Dynamics 365 – Supply Chain Management Insights3 min read

Disruptions have become a new “normal”, unfortunately. Users began to see a lot of disruptions going on with the supply chain recently that caused struggles, often wiping out gains from years of careful cost optimization.

Leaders can increase revenue and margins, reduce operating expenses, adapt more quickly to changing markets, and meet customer needs more precisely than others. 

As the COVID-19 pandemic has shown, companies need the ability to quickly identify shortages, demand spikes, and supplier disruptions to win and keep customers as conditions change. 

And the question is pretty simple: how is the system to be improved to become agile, resilient, and optimized to help D365 Supply Chain Management overcome the issues. 

Challenges

There are a lot of challenges that have occurred among users that frequently have been spotted on Tier 1 suppliers and have been lost beyond the same Tier 1, making the multi-tier supplier network quite fuzzy.

Furthermore, users also tended to have challenges understanding where their bottlenecks were. The visibility of multiple tiers of suppliers across the supply chain was simply terrible. 

Often, when users were trying to communicate with their supplier network, there were challenges with interoperability and understanding of one another because there was no single standard and schema structure.

And so, despite users would build a lot of reporting and getting data from these suppliers – it was not even close to the real-time experience. The reports did not match what was on the ground reality, causing further complexity in business decisions.

Solution

Although there are other apps on the market to show supply chain insights, new Dynamics 365 Supply Chain Insights shall overpower them. It aims to bring together the whole host of products and capabilities from Azure to scale to Power Platform.

Then, it provides an ability to collaborate with teams to improve agility, should a disruption has been happened. Not to mention, it is a low code / no code experience, be it data ingestion or an extension of app development tools.

Leading the next generation of business applications

The primary focus of the solution is on data, to bring it from various systems of an organization under one roof, harmonizing and thus providing insights and automation to business processes and customer experience.

Then, it is all about the rise of new technologies and squeezing as much as we can out of AI. Users will be able to leverage the power of Microsoft, both AI capabilities and AI resources, to build models that can give insights into what’s happening in the supply chain.
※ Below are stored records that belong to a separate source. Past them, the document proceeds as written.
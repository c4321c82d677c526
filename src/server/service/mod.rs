//! Service layer for business logic and orchestration.
//!
//! This module contains the service layer of the application, which sits between the
//! controller (API) layer and the data (repository) layer. Services are responsible for:
//!
//! - **Authorization**: Every operation starts with the role gate, followed by the
//!   location and assignment rules of the validators
//! - **Business Logic**: Implementing core business rules and validation
//! - **Domain Models**: Working with domain models rather than DTOs or entity models

pub mod auth;
pub mod event;
pub mod group;
pub mod reference;
pub mod student;
pub mod teacher_group;

use sea_orm::DatabaseConnection;

use crate::server::{data::user::UserRepository, error::AppError, model::user::User};

/// Resolves the acting user by username.
///
/// # Returns
/// - `Ok(User)` - The acting user
/// - `Err(AppError::NotFound)` - No user with that username
async fn find_actor(db: &DatabaseConnection, username: &str) -> Result<User, AppError> {
    UserRepository::new(db)
        .find_by_username(username)
        .await?
        .ok_or_else(|| AppError::NotFound(format!("User {} not found", username)))
}

#[cfg(test)]
mod test;
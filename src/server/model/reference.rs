//! Reference data attached to groups, students and events.

use crate::model::reference::{EnglishLevelDto, EventTypeDto, ExpertDto, StatusDto};

/// Status name marking a finished group.
pub const GRADUATED_STATUS: &str = "graduated";

/// Status assigned to new groups when none is requested.
pub const INITIAL_STATUS: &str = "forming";

/// Lifecycle status of a group.
#[derive(Debug, Clone, PartialEq, Eq)]
pub struct Status {
    pub id: i32,
    pub name: String,
}

impl Status {
    pub fn from_entity(entity: entity::status::Model) -> Self {
        Self {
            id: entity.id,
            name: entity.name,
        }
    }

    pub fn into_dto(self) -> StatusDto {
        StatusDto {
            id: self.id,
            name: self.name,
        }
    }

    /// Whether the group has graduated, compared case-insensitively.
    pub fn is_graduated(&self) -> bool {
        self.name.eq_ignore_ascii_case(GRADUATED_STATUS)
    }
}

#[derive(Debug, Clone, PartialEq, Eq)]
pub struct EnglishLevel {
    pub id: i32,
    pub name: String,
}

impl EnglishLevel {
    pub fn from_entity(entity: entity::english_level::Model) -> Self {
        Self {
            id: entity.id,
            name: entity.name,
        }
    }

    pub fn into_dto(self) -> EnglishLevelDto {
        EnglishLevelDto {
            id: self.id,
            name: self.name,
        }
    }
}

/// Expert who approves students' entry tests.
#[derive(Debug, Clone, PartialEq, Eq)]
pub struct Expert {
    pub id: i32,
    pub expert_name: String,
}

impl Expert {
    pub fn from_entity(entity: entity::expert::Model) -> Self {
        Self {
            id: entity.id,
            expert_name: entity.expert_name,
        }
    }

    pub fn into_dto(self) -> ExpertDto {
        ExpertDto {
            id: self.id,
            expert_name: self.expert_name,
        }
    }
}

#[derive(Debug, Clone, PartialEq, Eq)]
pub struct EventType {
    pub id: i32,
    pub name: String,
    /// Key dates are the schedule-significant events of a group.
    pub is_key_date: bool,
}

impl EventType {
    pub fn from_entity(entity: entity::event_type::Model) -> Self {
        Self {
            id: entity.id,
            name: entity.name,
            is_key_date: entity.is_key_date,
        }
    }

    pub fn into_dto(self) -> EventTypeDto {
        EventTypeDto {
            id: self.id,
            name: self.name,
            is_key_date: self.is_key_date,
        }
    }
}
Think as if it is a flywheel: you bring your data, the system returns visibility over your supply chain. It provides base analytics, AI models, and potential disruptions that could have happened or are happening, making issues predictable and you – agile and resilient.

Then, once you collaborate on a specific disruption with either internal or external stakeholders, the result will be used to improve the system and build further models, analytics, and insights to be added later.

Collaborate

The product has been built as a participant-to-participant network. Think of it as a kind of LinkedIn for Supply Chain, with an ability to bring customers, suppliers, manufacturers. And once, let’s say, a manufacturer receives an invite and goes in and signs up for supply chain insights, much like LinkedIn – he becomes an equal participant with its account.

The idea is to sync ERP, data, and logistic systems to bring the data in and share it with other users – even without inviting anybody into a network. Thus, you can get value for your supply chain right away and build a more resilient supply chain.

You always have control of your data in the process and can share it with participants you approve of and agree to share it with.